> _EXERCISE DESCRIPTION_:
When transcribing the entries, keep each one exactly as it is.

[Collection entries]

====

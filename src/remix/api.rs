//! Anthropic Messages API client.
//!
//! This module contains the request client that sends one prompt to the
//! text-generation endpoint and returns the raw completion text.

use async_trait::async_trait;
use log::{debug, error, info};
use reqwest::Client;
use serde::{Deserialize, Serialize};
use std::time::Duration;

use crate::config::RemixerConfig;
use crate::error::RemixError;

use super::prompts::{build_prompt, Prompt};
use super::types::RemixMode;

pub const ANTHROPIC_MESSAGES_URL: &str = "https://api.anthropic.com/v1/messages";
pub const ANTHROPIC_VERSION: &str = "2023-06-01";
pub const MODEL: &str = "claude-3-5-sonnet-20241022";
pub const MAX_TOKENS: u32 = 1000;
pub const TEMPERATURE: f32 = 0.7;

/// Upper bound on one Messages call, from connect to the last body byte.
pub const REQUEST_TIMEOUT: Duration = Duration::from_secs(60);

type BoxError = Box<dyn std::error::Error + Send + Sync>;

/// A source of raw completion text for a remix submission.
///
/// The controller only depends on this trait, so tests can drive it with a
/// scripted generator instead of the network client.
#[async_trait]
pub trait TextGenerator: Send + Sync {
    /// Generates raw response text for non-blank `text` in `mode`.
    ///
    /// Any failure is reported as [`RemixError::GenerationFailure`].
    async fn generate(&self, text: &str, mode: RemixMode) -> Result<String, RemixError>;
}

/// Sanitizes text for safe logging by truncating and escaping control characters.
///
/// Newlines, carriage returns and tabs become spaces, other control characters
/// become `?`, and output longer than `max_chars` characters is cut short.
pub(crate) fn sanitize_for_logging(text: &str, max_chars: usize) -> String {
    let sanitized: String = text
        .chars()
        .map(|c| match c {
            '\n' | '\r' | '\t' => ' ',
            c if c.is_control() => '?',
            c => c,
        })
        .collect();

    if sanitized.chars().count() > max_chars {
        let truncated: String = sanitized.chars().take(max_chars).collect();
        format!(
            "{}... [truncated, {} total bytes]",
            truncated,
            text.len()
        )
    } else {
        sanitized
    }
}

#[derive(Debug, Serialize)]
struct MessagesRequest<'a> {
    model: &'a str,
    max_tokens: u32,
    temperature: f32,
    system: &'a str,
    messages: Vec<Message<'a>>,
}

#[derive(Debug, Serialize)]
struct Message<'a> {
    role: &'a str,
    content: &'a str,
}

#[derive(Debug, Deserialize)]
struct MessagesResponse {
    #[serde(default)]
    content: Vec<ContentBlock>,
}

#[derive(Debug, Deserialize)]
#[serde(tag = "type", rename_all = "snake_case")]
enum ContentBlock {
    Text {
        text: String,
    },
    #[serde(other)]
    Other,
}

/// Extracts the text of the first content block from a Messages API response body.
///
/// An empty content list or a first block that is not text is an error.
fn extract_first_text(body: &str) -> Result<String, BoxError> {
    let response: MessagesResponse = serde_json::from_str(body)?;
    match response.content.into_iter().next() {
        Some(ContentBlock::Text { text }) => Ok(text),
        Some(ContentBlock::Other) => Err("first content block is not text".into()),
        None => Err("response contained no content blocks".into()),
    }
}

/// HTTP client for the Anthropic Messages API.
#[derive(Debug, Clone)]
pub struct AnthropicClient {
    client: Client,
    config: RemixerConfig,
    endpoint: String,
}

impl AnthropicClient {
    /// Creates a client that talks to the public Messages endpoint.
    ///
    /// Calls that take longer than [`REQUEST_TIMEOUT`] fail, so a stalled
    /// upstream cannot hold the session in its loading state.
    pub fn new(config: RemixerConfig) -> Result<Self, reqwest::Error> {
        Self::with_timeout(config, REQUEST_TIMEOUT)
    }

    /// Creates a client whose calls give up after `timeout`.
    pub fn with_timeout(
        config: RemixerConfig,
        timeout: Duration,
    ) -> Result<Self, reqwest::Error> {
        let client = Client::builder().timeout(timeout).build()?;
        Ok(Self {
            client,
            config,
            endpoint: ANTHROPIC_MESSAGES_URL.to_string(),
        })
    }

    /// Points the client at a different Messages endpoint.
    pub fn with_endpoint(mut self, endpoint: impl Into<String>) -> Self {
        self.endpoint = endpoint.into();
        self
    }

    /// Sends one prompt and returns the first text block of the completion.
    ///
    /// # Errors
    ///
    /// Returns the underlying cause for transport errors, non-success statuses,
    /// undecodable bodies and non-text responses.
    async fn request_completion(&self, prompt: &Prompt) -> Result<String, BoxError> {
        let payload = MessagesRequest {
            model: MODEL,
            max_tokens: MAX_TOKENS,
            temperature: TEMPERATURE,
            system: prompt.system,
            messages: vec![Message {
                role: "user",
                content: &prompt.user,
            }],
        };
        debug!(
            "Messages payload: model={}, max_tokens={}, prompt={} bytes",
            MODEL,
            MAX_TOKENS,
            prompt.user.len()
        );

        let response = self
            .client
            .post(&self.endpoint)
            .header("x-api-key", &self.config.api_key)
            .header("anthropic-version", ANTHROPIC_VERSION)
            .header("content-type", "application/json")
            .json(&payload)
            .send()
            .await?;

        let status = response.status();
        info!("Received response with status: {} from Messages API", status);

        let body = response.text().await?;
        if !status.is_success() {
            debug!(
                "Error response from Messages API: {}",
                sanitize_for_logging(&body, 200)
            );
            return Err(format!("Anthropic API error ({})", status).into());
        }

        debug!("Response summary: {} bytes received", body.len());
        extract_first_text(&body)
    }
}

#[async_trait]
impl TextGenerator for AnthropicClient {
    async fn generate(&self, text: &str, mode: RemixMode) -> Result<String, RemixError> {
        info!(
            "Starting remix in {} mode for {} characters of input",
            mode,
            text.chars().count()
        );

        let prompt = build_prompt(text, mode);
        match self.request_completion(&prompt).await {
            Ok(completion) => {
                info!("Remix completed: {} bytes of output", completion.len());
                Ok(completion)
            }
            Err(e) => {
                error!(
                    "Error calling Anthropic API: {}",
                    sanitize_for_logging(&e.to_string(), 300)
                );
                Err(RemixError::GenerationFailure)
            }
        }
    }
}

====

> _OUTPUT_:
filename src/remix/api.rs
//! Anthropic Messages API client.
//!
//! This module contains the request client that sends one prompt to the
//! text-generation endpoint and returns the raw completion text.

use async_trait::async_trait;
use log::{debug, error, info};
use reqwest::Client;
use serde::{Deserialize, Serialize};
use std::time::Duration;

use crate::config::RemixerConfig;
use crate::error::RemixError;

use super::prompts::{build_prompt, Prompt};
use super::types::RemixMode;

pub const ANTHROPIC_MESSAGES_URL: &str = "https://api.anthropic.com/v1/messages";
pub const ANTHROPIC_VERSION: &str = "2023-06-01";
pub const MODEL: &str = "claude-3-5-sonnet-20241022";
pub const MAX_TOKENS: u32 = 1000;
pub const TEMPERATURE: f32 = 0.7;

/// Upper bound on one Messages call, from connect to the last body byte.
pub const REQUEST_TIMEOUT: Duration = Duration::from_secs(60);

type BoxError = Box<dyn std::error::Error + Send + Sync>;

/// A source of raw completion text for a remix submission.
///
/// The controller only depends on this trait, so tests can drive it with a
/// scripted generator instead of the network client.
#[async_trait]
pub trait TextGenerator: Send + Sync {
    /// Generates raw response text for non-blank `text` in `mode`.
    ///
    /// Any failure is reported as [`RemixError::GenerationFailure`].
    async fn generate(&self, text: &str, mode: RemixMode) -> Result<String, RemixError>;
}

/// Sanitizes text for safe logging by truncating and escaping control characters.
///
/// Newlines, carriage returns and tabs become spaces, other control characters
/// become `?`, and output longer than `max_chars` characters is cut short.
pub(crate) fn sanitize_for_logging(text: &str, max_chars: usize) -> String {
    let sanitized: String = text
        .chars()
        .map(|c| match c {
            '\n' | '\r' | '\t' => ' ',
            c if c.is_control() => '?',
            c => c,
        })
        .collect();

    if sanitized.chars().count() > max_chars {
        let truncated: String = sanitized.chars().take(max_chars).collect();
        format!(
            "{}... [truncated, {} total bytes]",
            truncated,
            text.len()
        )
    } else {
        sanitized
    }
}

#[derive(Debug, Serialize)]
struct MessagesRequest<'a> {
    model: &'a str,
    max_tokens: u32,
    temperature: f32,
    system: &'a str,
    messages: Vec<Message<'a>>,
}

#[derive(Debug, Serialize)]
struct Message<'a> {
    role: &'a str,
    content: &'a str,
}

#[derive(Debug, Deserialize)]
struct MessagesResponse {
    #[serde(default)]
    content: Vec<ContentBlock>,
}

#[derive(Debug, Deserialize)]
#[serde(tag = "type", rename_all = "snake_case")]
enum ContentBlock {
    Text {
        text: String,
    },
    #[serde(other)]
    Other,
}

/// Extracts the text of the first content block from a Messages API response body.
///
/// An empty content list or a first block that is not text is an error.
fn extract_first_text(body: &str) -> Result<String, BoxError> {
    let response: MessagesResponse = serde_json::from_str(body)?;
    match response.content.into_iter().next() {
        Some(ContentBlock::Text { text }) => Ok(text),
        Some(ContentBlock::Other) => Err("first content block is not text".into()),
        None => Err("response contained no content blocks".into()),
    }
}

/// HTTP client for the Anthropic Messages API.
#[derive(Debug, Clone)]
pub struct AnthropicClient {
    client: Client,
    config: RemixerConfig,
    endpoint: String,
}

impl AnthropicClient {
    /// Creates a client that talks to the public Messages endpoint.
    ///
    /// Calls that take longer than [`REQUEST_TIMEOUT`] fail, so a stalled
    /// upstream cannot hold the session in its loading state.
    pub fn new(config: RemixerConfig) -> Result<Self, reqwest::Error> {
        Self::with_timeout(config, REQUEST_TIMEOUT)
    }

    /// Creates a client whose calls give up after `timeout`.
    pub fn with_timeout(
        config: RemixerConfig,
        timeout: Duration,
    ) -> Result<Self, reqwest::Error> {
        let client = Client::builder().timeout(timeout).build()?;
        Ok(Self {
            client,
            config,
            endpoint: ANTHROPIC_MESSAGES_URL.to_string(),
        })
    }

    /// Points the client at a different Messages endpoint.
    pub fn with_endpoint(mut self, endpoint: impl Into<String>) -> Self {
        self.endpoint = endpoint.into();
        self
    }

    /// Sends one prompt and returns the first text block of the completion.
    ///
    /// # Errors
    ///
    /// Returns the underlying cause for transport errors, non-success statuses,
    /// undecodable bodies and non-text responses.
    async fn request_completion(&self, prompt: &Prompt) -> Result<String, BoxError> {
        let payload = MessagesRequest {
            model: MODEL,
            max_tokens: MAX_TOKENS,
            temperature: TEMPERATURE,
            system: prompt.system,
            messages: vec![Message {
                role: "user",
                content: &prompt.user,
            }],
        };
        debug!(
            "Messages payload: model={}, max_tokens={}, prompt={} bytes",
            MODEL,
            MAX_TOKENS,
            prompt.user.len()
        );

        let response = self
            .client
            .post(&self.endpoint)
            .header("x-api-key", &self.config.api_key)
            .header("anthropic-version", ANTHROPIC_VERSION)
            .header("content-type", "application/json")
            .json(&payload)
            .send()
            .await?;

        let status = response.status();
        info!("Received response with status: {} from Messages API", status);

        let body = response.text().await?;
        if !status.is_success() {
            debug!(
                "Error response from Messages API: {}",
                sanitize_for_logging(&body, 200)
            );
            return Err(format!("Anthropic API error ({})", status).into());
        }

        debug!("Response summary: {} bytes received", body.len());
        extract_first_text(&body)
    }
}

#[async_trait]
impl TextGenerator for AnthropicClient {
    async fn generate(&self, text: &str, mode: RemixMode) -> Result<String, RemixError> {
        info!(
            "Starting remix in {} mode for {} characters of input",
            mode,
            text.chars().count()
        );

        let prompt = build_prompt(text, mode);
        match self.request_completion(&prompt).await {
            Ok(completion) => {
                info!("Remix completed: {} bytes of output", completion.len());
                Ok(completion)
            }
            Err(e) => {
                error!(
                    "Error calling Anthropic API: {}",
                    sanitize_for_logging(&e.to_string(), 300)
                );
                Err(RemixError::GenerationFailure)
            }
        }
    }
}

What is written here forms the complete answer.